Does FEMA Really Owe San Francisco $519 Million?

by Randy Shaw on January 27, 2025 (BeyondChron.org)

SIP hotels spread SOMA drug use

Public Deserves Explanation

The city hasn’t received $519 million in requested COVID relief funds, roughly half of which was spent on the shelter program”… “This should be the biggest story in town,” said Randy Shaw—SF Standard, January 21

Why did San Francisco incur $519 million in debts without assurance of FEMA reimbursement? And if the city got reassurance, why has City Attorney David Chiu not sued FEMA to get the funds?

That’s why this $519 million should be “the biggest story in town.” That’s a lot of budget cuts to make up.

Mayor Breed put the city in debt for a program converting tourist hotels to shelters that wrecked Little Saigon and still promotes drug activities outside city-funded hotels. See “How San Francisco Promotes Drug Tourism,” December 2, 2024 and “Will San Francisco Stop the Expansion of Drug Tourism,” December 16, 2024.

Now it appears that the city proceeded with this financial and policy boondoggle despite FEMA’s reimbursement being in doubt.

Concerns Raised in 2021, 2023

In March 2021, Los Angeles was already raising concerns about FEMA and stopped expanding FEMA-funded hotels.
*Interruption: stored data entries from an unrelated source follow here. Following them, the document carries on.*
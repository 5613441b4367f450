/**
 * Register Handler
 *
 * This module implements the user registration handler for
 * POST /api/auth/register.
 *
 * # Registration Process
 *
 * 1. Reject empty name or password
 * 2. Check that the name is not taken
 * 3. Hash the password with bcrypt and store the identity
 * 4. Issue a bearer token
 * 5. Return 201 with id, name and token
 */

use axum::{extract::State, http::StatusCode, response::Json};

use crate::backend::auth::handlers::types::{AuthResponse, CredentialsRequest};
use crate::backend::auth::sessions::TokenIssuer;
use crate::backend::auth::users::CredentialStore;
use crate::backend::error::BackendError;

/// Register handler
///
/// # Arguments
///
/// * `State(credentials)` - Credential store
/// * `State(tokens)` - Token issuer
/// * `Json(request)` - Name and password
///
/// # Errors
///
/// * `400 Bad Request` - "User already exists" or "Invalid user data"
/// * `500 Internal Server Error` - storage, hashing or signing failure
///
/// # Example Request
///
/// ```text
/// POST /api/auth/register HTTP/1.1
/// Content-Type: application/json
///
/// { "name": "alice", "password": "secret123" }
/// ```
///
/// # Example Response
///
/// ```text
/// HTTP/1.1 201 Created
///
/// { "id": "123e4567-e89b-12d3-a456-426614174000", "name": "alice", "token": "eyJhbGciOi..." }
/// ```
pub async fn register(
    State(credentials): State<CredentialStore>,
    State(tokens): State<TokenIssuer>,
    Json(request): Json<CredentialsRequest>,
) -> Result<(StatusCode, Json<AuthResponse>), BackendError> {
    tracing::info!("Register request for name: {}", request.name());

    let identity = credentials
        .register(request.name(), request.password())
        .await
        .inspect_err(|e| tracing::warn!("Registration for '{}' failed: {}", request.name(), e))?;

    let token = tokens.issue(identity.id)?;

    tracing::info!("User created successfully: {} ({})", identity.name, identity.id);

    Ok((
        StatusCode::CREATED,
        Json(AuthResponse {
            id: identity.id,
            name: identity.name,
            token,
        }),
    ))
}
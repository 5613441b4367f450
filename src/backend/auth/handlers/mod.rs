//! Authentication Handlers Module
//!
//! This module contains all HTTP handlers for authentication endpoints.
//!
//! # Module Structure
//!
//! ```text
//! handlers/
//! ├── mod.rs      - Module exports and documentation
//! ├── types.rs    - Request and response types
//! ├── register.rs - User registration handler
//! ├── login.rs    - User authentication handler
//! └── me.rs       - Get current user handler
//! ```
//!
//! # Handlers
//!
//! - **`register`** - POST /api/auth/register - User registration
//! - **`login`** - POST /api/auth/login - User authentication
//! - **`get_me`** - GET /api/auth/me - Current user (protected)

/// Request and response types
pub mod types;

/// Register handler
pub mod register;

/// Login handler
pub mod login;

/// Get current user handler
pub mod me;

// Re-export commonly used types
pub use types::{AuthResponse, CredentialsRequest};

// Re-export handlers
pub use login::login;
pub use me::get_me;
pub use register::register;
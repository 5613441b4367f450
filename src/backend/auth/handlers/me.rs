/**
 * Get Current User Handler
 *
 * GET /api/auth/me returns the identity the access gate resolved for the
 * request. The route sits behind `auth_middleware`, so no token handling
 * happens here.
 */

use axum::response::Json;

use crate::backend::auth::users::Identity;
use crate::backend::middleware::AuthUser;

/// Get current user handler
///
/// Responds with `{ id, name, createdAt, updatedAt }`.
pub async fn get_me(AuthUser(identity): AuthUser) -> Json<Identity> {
    Json(identity)
}
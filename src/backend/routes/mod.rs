//! Route Configuration Module
//!
//! - **`router`** - Main router creation, CORS and fallback
//! - **`api_routes`** - Auth and support endpoints

pub mod router;

pub mod api_routes;

pub use router::create_router;
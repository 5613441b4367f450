/**
 * Wall-clock Abstraction
 *
 * Token issuance and expiry checks read the time through `Clock` so tests
 * can move time forward without sleeping.
 */

use chrono::{DateTime, Duration, Utc};
use std::sync::{Arc, RwLock};

/// Source of the current time
pub trait Clock: Send + Sync {
    fn now(&self) -> DateTime<Utc>;
}

/// The real system clock
#[derive(Debug, Default, Clone, Copy)]
pub struct SystemClock;

impl Clock for SystemClock {
    fn now(&self) -> DateTime<Utc> {
        Utc::now()
    }
}

/// A manually driven clock for tests
///
/// Clones share the same underlying instant, so advancing one clone is
/// visible through every `Arc<dyn Clock>` built from it.
#[derive(Debug, Clone)]
pub struct FixedClock {
    now: Arc<RwLock<DateTime<Utc>>>,
}

impl FixedClock {
    pub fn new(now: DateTime<Utc>) -> Self {
        Self {
            now: Arc::new(RwLock::new(now)),
        }
    }

    /// Move the clock forward by `by`
    pub fn advance(&self, by: Duration) {
        let mut now = self.now.write().unwrap_or_else(|poisoned| poisoned.into_inner());
        *now += by;
    }

    pub fn set(&self, to: DateTime<Utc>) {
        let mut now = self.now.write().unwrap_or_else(|poisoned| poisoned.into_inner());
        *now = to;
    }
}

impl Clock for FixedClock {
    fn now(&self) -> DateTime<Utc> {
        *self.now.read().unwrap_or_else(|poisoned| poisoned.into_inner())
    }
}
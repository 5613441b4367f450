//! Shared fixtures for integration tests
//!
//! Every test gets its own in-memory SQLite database, a router built the
//! same way as production, and a manually driven clock.

#![allow(dead_code)]

use std::sync::Arc;

use axum::http::{header::AUTHORIZATION, HeaderValue};
use axum_test::{TestResponse, TestServer};
use chrono::Utc;
use serde_json::{json, Value};
use uuid::Uuid;

use cropguard::backend::auth::FixedClock;
use cropguard::backend::routes::create_router;
use cropguard::backend::server::{open_database, AppState};

pub const TEST_SECRET: &[u8] = b"integration-test-secret";

/// Minimum bcrypt cost keeps the suite fast
pub const TEST_HASH_COST: u32 = 4;

pub struct TestApp {
    pub server: TestServer,
    pub state: AppState,
    pub clock: FixedClock,
}

impl TestApp {
    pub async fn new() -> Self {
        let pool = open_database("sqlite::memory:")
            .await
            .expect("Failed to open test database");
        let clock = FixedClock::new(Utc::now());
        let state = AppState::with_clock(pool, TEST_SECRET, Arc::new(clock.clone()), TEST_HASH_COST);
        let server = TestServer::new(create_router(state.clone())).expect("Failed to start test server");

        Self { server, state, clock }
    }

    pub async fn register(&self, name: &str, password: &str) -> TestResponse {
        self.server
            .post("/api/auth/register")
            .json(&json!({ "name": name, "password": password }))
            .await
    }

    pub async fn login(&self, name: &str, password: &str) -> TestResponse {
        self.server
            .post("/api/auth/login")
            .json(&json!({ "name": name, "password": password }))
            .await
    }

    /// Register a user and return its token
    pub async fn token_for(&self, name: &str, password: &str) -> String {
        let body: Value = self.register(name, password).await.json();
        body["token"].as_str().expect("register returned no token").to_string()
    }

    /// Number of issue reports stored for a user
    pub async fn issue_report_count(&self, user_id: Uuid) -> i64 {
        sqlx::query_scalar::<_, i64>("SELECT COUNT(*) FROM issue_reports WHERE user_id = ?")
            .bind(user_id.to_string())
            .fetch_one(&self.state.db_pool)
            .await
            .expect("Failed to count issue reports")
    }

    /// Stored status column of a help request, if it exists
    pub async fn help_request_status(&self, id: Uuid) -> Option<String> {
        sqlx::query_scalar::<_, String>("SELECT status FROM help_requests WHERE id = ?")
            .bind(id.to_string())
            .fetch_optional(&self.state.db_pool)
            .await
            .expect("Failed to read help request status")
    }

    pub async fn me(&self, authorization: Option<&str>) -> TestResponse {
        let request = self.server.get("/api/auth/me");
        match authorization {
            Some(value) => {
                request
                    .add_header(AUTHORIZATION, HeaderValue::from_str(value).unwrap())
                    .await
            }
            None => request.await,
        }
    }
}

pub fn bearer(token: &str) -> String {
    format!("Bearer {}", token)
}
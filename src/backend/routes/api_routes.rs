/**
 * API Route Handlers
 *
 * This module defines the API endpoints:
 *
 * ## Authentication (public)
 * - `POST /api/auth/register` - User registration
 * - `POST /api/auth/login` - User login
 *
 * ## Protected (behind the access gate)
 * - `GET /api/auth/me` - Current user
 * - `POST /api/support/issue` - Submit an issue report
 * - `POST /api/support/help` - Request expert help
 */

use axum::{
    middleware::from_fn_with_state,
    routing::{get, post},
    Router,
};

use crate::backend::auth::{get_me, login, register};
use crate::backend::middleware::auth_middleware;
use crate::backend::server::state::AppState;
use crate::backend::support::{submit_help_request, submit_issue_report};

/// Configure API routes
///
/// Public routes are added after the protected group so the access gate
/// layer only wraps the protected ones.
pub fn configure_api_routes(router: Router<AppState>, app_state: &AppState) -> Router<AppState> {
    let protected = Router::new()
        .route("/api/auth/me", get(get_me))
        .route("/api/support/issue", post(submit_issue_report))
        .route("/api/support/help", post(submit_help_request))
        .route_layer(from_fn_with_state(app_state.gate(), auth_middleware));

    router
        .merge(protected)
        .route("/api/auth/register", post(register))
        .route("/api/auth/login", post(login))
}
FEMA sent a letter to California in October 2023 “saying it would not pay for hotel stays of longer than 20 days between June 11, 2021 and May 11, 2023.” According to a February 2024 Cal Matters story—“Feds leaves California on the hook for $300 million in COVID homeless spending“— “San Francisco estimates the change will cost $114 million.”

How did San Francisco’s $114 million FEMA debt more than double?

Did the Breed Administration continue to recklessly spend $22 million per year annually on converting tourist hotels to non-congregate shelters?

FEMA said it wouldn’t fund hotel stays over 20 days. So why is the Department of Homelessness and Supportive Housing (HSH) still spending millions on longer stays in converted tourist hotels?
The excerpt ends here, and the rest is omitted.